Vladimir baldseski
El cuerpo que pende de la soga es el de un hombre vestido de paisano. A pesar de que el último gesto de agonía se le ha quedado grabado en el rostro, se puede ver bien que se trata de un joven. El cartel que le han prendido en el pecho está escrito en alemán y en ruso y en él se explica que se trata de Vladimir Baldseski, que era judío y tenía veinticuatro años. También está narrado de forma sucinta el crimen por el que fue sentenciado a la horca: apuñaló a un soldado alemán.
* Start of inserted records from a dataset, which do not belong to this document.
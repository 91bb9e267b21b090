//! Role hierarchy and permission catalog.
//!
//! - [`role`] - the closed [`Role`] set and its rank order ([`RoleHierarchy`])
//! - [`catalog`] - resource types, actions, permission patterns and the
//!   default minimal-role table ([`PermissionCatalog`])

pub mod catalog;
pub mod role;

pub use catalog::{
    Action, ActionPattern, Permission, PermissionCatalog, PermissionPattern, ResourcePattern,
    ResourceType,
};
pub use role::{LOWEST_RANK, Role, RoleHierarchy};

/// A name that is not part of one of the closed vocabularies.
#[derive(Debug, Clone, PartialEq, Eq, thiserror::Error)]
#[error("Unknown {kind}: '{value}'")]
pub struct UnknownValue {
    /// Vocabulary the value was parsed against (e.g. "role").
    pub kind: &'static str,
    /// The rejected input.
    pub value: String,
}

impl UnknownValue {
    pub(crate) fn new(kind: &'static str, value: impl Into<String>) -> Self {
        Self {
            kind,
            value: value.into(),
        }
    }
}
La información tiene un carácter desigual. La gravedad del delito pretende explicar la severidad del castigo. Pero ¿añade algo la condición de judío del ejecutado? Los soldados voluntarios españoles van aprendiendo que sí. Según transcurre el tiempo que gastan en acercarse al momento triunfal de la entrada en Moscú, los ejemplos se van acumulando. La cuestión de los judíos es muy relevante para los alemanes a los que han venido a ayudar.
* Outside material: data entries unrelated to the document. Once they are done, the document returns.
//! JSON fixture files for dry-run evaluation.
//!
//! Grants and delegations are replayed through [`GrantService`], so a
//! fixture that would escalate privileges is rejected the same way an
//! administrator request would be.

use std::path::Path;
use std::sync::Arc;

use anyhow::{Context, Result};
use serde::Deserialize;
use time::OffsetDateTime;

use praxis_auth::prelude::*;
use praxis_auth::{
    InMemoryDelegationStorage, InMemoryGrantStorage, InMemoryResourceLoader,
    InMemorySubjectStorage,
};

#[derive(Debug, Default, Deserialize)]
#[serde(default, rename_all = "camelCase")]
pub struct Fixtures {
    pub subjects: Vec<Subject>,
    pub resources: Vec<ResourceInstance>,
    pub grants: Vec<FixtureGrant>,
    pub delegations: Vec<FixtureDelegation>,
}

#[derive(Debug, Deserialize)]
#[serde(rename_all = "camelCase")]
pub struct FixtureGrant {
    pub subject_id: String,
    pub granted_by: String,
    #[serde(default)]
    pub reason: String,
    #[serde(default, with = "time::serde::rfc3339::option")]
    pub expires_at: Option<OffsetDateTime>,
    #[serde(flatten)]
    pub kind: FixtureGrantKind,
}

#[derive(Debug, Deserialize)]
#[serde(untagged)]
pub enum FixtureGrantKind {
    Permissions { permissions: Vec<PermissionPattern> },
    ScopedRole { role: Role, scope: RoleScope },
}

#[derive(Debug, Deserialize)]
#[serde(rename_all = "camelCase")]
pub struct FixtureDelegation {
    pub delegator_id: String,
    pub delegate_id: String,
    pub window: ValidityWindow,
    pub granted_by: Option<String>,
    #[serde(default)]
    pub reason: String,
}

/// Stores and loader populated from a fixture file.
#[derive(Debug)]
pub struct Seeded {
    pub stores: AuthzStores,
    pub loader: Arc<InMemoryResourceLoader>,
    pub subjects: Vec<Subject>,
}

impl Seeded {
    pub fn subject(&self, id: &str) -> Result<Subject> {
        self.subjects
            .iter()
            .find(|s| s.id == id)
            .cloned()
            .with_context(|| format!("subject '{id}' is not in the fixtures"))
    }
}

impl Fixtures {
    pub fn load(path: &Path) -> Result<Self> {
        let content = std::fs::read_to_string(path)
            .with_context(|| format!("failed to read fixtures {}", path.display()))?;
        serde_json::from_str(&content)
            .with_context(|| format!("failed to parse fixtures {}", path.display()))
    }

    pub async fn seed(self, config: &AuthzConfig) -> Result<Seeded> {
        let stores = AuthzStores::new(
            Arc::new(InMemoryGrantStorage::new()),
            Arc::new(InMemoryDelegationStorage::new()),
            Arc::new(InMemorySubjectStorage::with_subjects(self.subjects.clone())),
        );
        let admin = GrantService::new(
            Arc::new(config.catalog()?),
            stores.clone(),
            config.storage.clone(),
        );

        for grant in self.grants {
            match grant.kind {
                FixtureGrantKind::Permissions { permissions } => {
                    for pattern in permissions {
                        admin
                            .grant(
                                &grant.subject_id,
                                pattern.resource,
                                &[pattern.action],
                                &grant.granted_by,
                                &grant.reason,
                                grant.expires_at,
                            )
                            .await
                            .with_context(|| {
                                format!("grant {pattern} to '{}'", grant.subject_id)
                            })?;
                    }
                }
                FixtureGrantKind::ScopedRole { role, scope } => {
                    admin
                        .grant_scoped_role(
                            &grant.subject_id,
                            role,
                            scope.clone(),
                            &grant.granted_by,
                            &grant.reason,
                            grant.expires_at,
                        )
                        .await
                        .with_context(|| {
                            format!("grant {role}@{scope} to '{}'", grant.subject_id)
                        })?;
                }
            }
        }

        for delegation in self.delegations {
            let granted_by = delegation
                .granted_by
                .as_deref()
                .unwrap_or(&delegation.delegator_id);
            admin
                .delegate(
                    &delegation.delegator_id,
                    &delegation.delegate_id,
                    delegation.window,
                    granted_by,
                    &delegation.reason,
                )
                .await
                .with_context(|| {
                    format!(
                        "delegation from '{}' to '{}'",
                        delegation.delegator_id, delegation.delegate_id
                    )
                })?;
        }

        Ok(Seeded {
            stores,
            loader: Arc::new(self.resources.into_iter().collect()),
            subjects: self.subjects,
        })
    }
}

#[cfg(test)]
mod tests {
    use super::*;

    const FIXTURES: &str = r#"{
        "subjects": [
            {"id": "admin-1", "role": "admin"},
            {"id": "arzt-a", "role": "arzt"},
            {"id": "assistent-b", "role": "assistent"}
        ],
        "resources": [
            {"id": "tx-1", "resourceType": "treatment", "locationId": "berlin"}
        ],
        "grants": [
            {"subjectId": "assistent-b", "grantedBy": "admin-1", "permissions": ["invoice:delete"]},
            {"subjectId": "assistent-b", "grantedBy": "admin-1", "role": "arzt",
             "scope": {"kind": "location", "id": "berlin"}}
        ],
        "delegations": [
            {"delegatorId": "arzt-a", "delegateId": "assistent-b",
             "window": {"start": "2026-06-01T00:00:00Z", "end": "2026-06-15T00:00:00Z"}}
        ]
    }"#;

    #[tokio::test]
    async fn test_seed_populates_stores() {
        let fixtures: Fixtures = serde_json::from_str(FIXTURES).unwrap();
        let seeded = fixtures.seed(&AuthzConfig::default()).await.unwrap();

        assert_eq!(seeded.loader.len(), 1);
        assert_eq!(seeded.subject("arzt-a").unwrap().role, Role::Arzt);
        assert!(seeded.subject("nobody").is_err());

        let grants = seeded.stores.grants.load("assistent-b").await.unwrap();
        assert_eq!(grants.records.len(), 2);
        let delegations = seeded.stores.delegations.load("assistent-b").await.unwrap();
        assert_eq!(delegations.records.len(), 1);
    }

    #[tokio::test]
    async fn test_demo_fixtures_seed() {
        let fixtures: Fixtures =
            serde_json::from_str(include_str!("../../../demos/practice.json")).unwrap();
        let seeded = fixtures.seed(&AuthzConfig::default()).await.unwrap();
        assert_eq!(seeded.subjects.len(), 6);
        assert_eq!(seeded.loader.len(), 3);
    }

    #[tokio::test]
    async fn test_escalating_fixture_is_rejected() {
        let fixtures: Fixtures = serde_json::from_str(
            r#"{
                "subjects": [{"id": "r-1", "role": "rezeption"}],
                "grants": [{"subjectId": "r-1", "grantedBy": "r-1", "permissions": ["*:*"]}]
            }"#,
        )
        .unwrap();
        let err = fixtures.seed(&AuthzConfig::default()).await.unwrap_err();
        assert!(err.to_string().contains("grant *:*"));
    }
}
Baldseski no es un caso único. Los expedicionarios españoles que han llegado a Vítebsk después de una nueva jornada de ocho horas de marcha a pie que comenzó a las siete menos cuarto de la mañana, han visto, y van a ver muchos más, otros cuerpos desmadejados que los verdugos dejan a la intemperie para que su visión sirva de escarmiento a quienes puedan sentir la tentación de unirse a las fuerzas partisanas que, según la propaganda nazi, se reúnen en los bosques para hostigar a las tropas del Heer,el ejército de tierra alemán.
En esta ocasión, como en casi todas, se ha escogido un lugar de paso frecuente, la plaza de la ciudad, para que la exhibición tenga mayor eficacia propagandística. Baldseski, lo que queda de él, se balancea con los miembros extendidos en reposo, y una postura del cuello casi inverosímil, con la cabeza ligeramente inclinada hacia delante. La boca y los ojos están abiertos, y sus pantalones manchados, porque la muerte afloja los esfínteres.
El soldado Jesús Martínez apunta en su diario las circunstancias, las pocas circunstancias, que el cartelón enuncia, y con ello le da una cierta proyección de futuro al acto de rebeldía del chaval ejecutado, que tiene una edad parecida a la suya. Los expedicionarios han visto durante la jornada de marcha los restos de una gran batalla. Muchos esqueletos de carros de combate rodeados de trincheras individuales destinadas a proteger a quienes eran los encargados de abastecerlos. Chatarra bélica por todas partes. Y los bosques mutilados por la metralla.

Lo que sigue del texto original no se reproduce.